-- Opening Marker --

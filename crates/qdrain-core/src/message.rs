//! Received message model.

use std::collections::BTreeMap;

use aws_sdk_sqs as sqs;

use crate::transport::TransportError;

/// System attributes the broker assigns on receipt.
///
/// None of these can be set as system attributes when a message is submitted
/// again; they only survive a redrive as ordinary message attributes.
#[derive(Clone, Copy, Debug, PartialEq, Eq, Hash)]
pub enum SystemAttribute {
    SentTimestamp,
    SenderId,
    ApproximateReceiveCount,
    ApproximateFirstReceiveTimestamp,
    MessageGroupId,
    MessageDeduplicationId,
    SequenceNumber,
}

impl SystemAttribute {
    pub fn as_str(&self) -> &'static str {
        match self {
            SystemAttribute::SentTimestamp => "SentTimestamp",
            SystemAttribute::SenderId => "SenderId",
            SystemAttribute::ApproximateReceiveCount => "ApproximateReceiveCount",
            SystemAttribute::ApproximateFirstReceiveTimestamp => {
                "ApproximateFirstReceiveTimestamp"
            }
            SystemAttribute::MessageGroupId => "MessageGroupId",
            SystemAttribute::MessageDeduplicationId => "MessageDeduplicationId",
            SystemAttribute::SequenceNumber => "SequenceNumber",
        }
    }
}

impl std::fmt::Display for SystemAttribute {
    fn fmt(&self, f: &mut std::fmt::Formatter<'_>) -> std::fmt::Result {
        f.write_str(self.as_str())
    }
}

/// A single delivery of a message, as returned by a receive call.
///
/// The receipt handle is only valid until the message is acknowledged or its
/// visibility timeout elapses.
#[derive(Clone, Debug, PartialEq, Eq, serde::Serialize)]
pub struct Message {
    /// Unique identifier for the message assigned by the broker
    pub message_id: String,
    /// Handle used to delete this particular delivery
    #[serde(skip)]
    pub receipt_handle: String,
    /// The message content, byte-exact
    pub body: String,
    /// System attributes keyed by their wire name
    pub attributes: BTreeMap<String, String>,
}

/// Ordering metadata carried by every message of an ordered (FIFO) queue.
#[derive(Clone, Copy, Debug, PartialEq, Eq)]
pub struct Ordering<'a> {
    pub group_id: &'a str,
    pub deduplication_id: &'a str,
    pub sequence_number: &'a str,
}

impl Message {
    pub fn new(
        message_id: impl Into<String>,
        receipt_handle: impl Into<String>,
        body: impl Into<String>,
    ) -> Self {
        Self {
            message_id: message_id.into(),
            receipt_handle: receipt_handle.into(),
            body: body.into(),
            attributes: BTreeMap::new(),
        }
    }

    pub fn with_attribute(mut self, name: SystemAttribute, value: impl Into<String>) -> Self {
        self.attributes.insert(name.as_str().to_string(), value.into());
        self
    }

    /// Converts a message from the SQS SDK.
    ///
    /// A delivery without a message id or receipt handle cannot be
    /// acknowledged, so it is rejected as a malformed response instead of
    /// being carried along half-built.
    pub fn from_sdk(message: sqs::types::Message) -> Result<Self, TransportError> {
        let message_id = message
            .message_id
            .ok_or(TransportError::MalformedResponse("message without message id"))?;
        let receipt_handle = message
            .receipt_handle
            .ok_or(TransportError::MalformedResponse("message without receipt handle"))?;

        let attributes = message
            .attributes
            .unwrap_or_default()
            .into_iter()
            .map(|(name, value)| (name.as_str().to_string(), value))
            .collect();

        Ok(Self {
            message_id,
            receipt_handle,
            body: message.body.unwrap_or_default(),
            attributes,
        })
    }

    pub fn attribute(&self, name: SystemAttribute) -> Option<&str> {
        self.attributes.get(name.as_str()).map(String::as_str)
    }

    pub fn sent_timestamp(&self) -> Option<&str> {
        self.attribute(SystemAttribute::SentTimestamp)
    }

    /// Returns the ordering metadata when group id, deduplication id and
    /// sequence number are all present.
    pub fn ordering(&self) -> Option<Ordering<'_>> {
        Some(Ordering {
            group_id: self.attribute(SystemAttribute::MessageGroupId)?,
            deduplication_id: self.attribute(SystemAttribute::MessageDeduplicationId)?,
            sequence_number: self.attribute(SystemAttribute::SequenceNumber)?,
        })
    }
}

-- Closing Marker --

-- Instructions to follow --
Search the listing for "carried" and copy each line holding it.

-- Answer box --
/// Ordering metadata carried by every message of an ordered (FIFO) queue.
    /// being carried along half-built.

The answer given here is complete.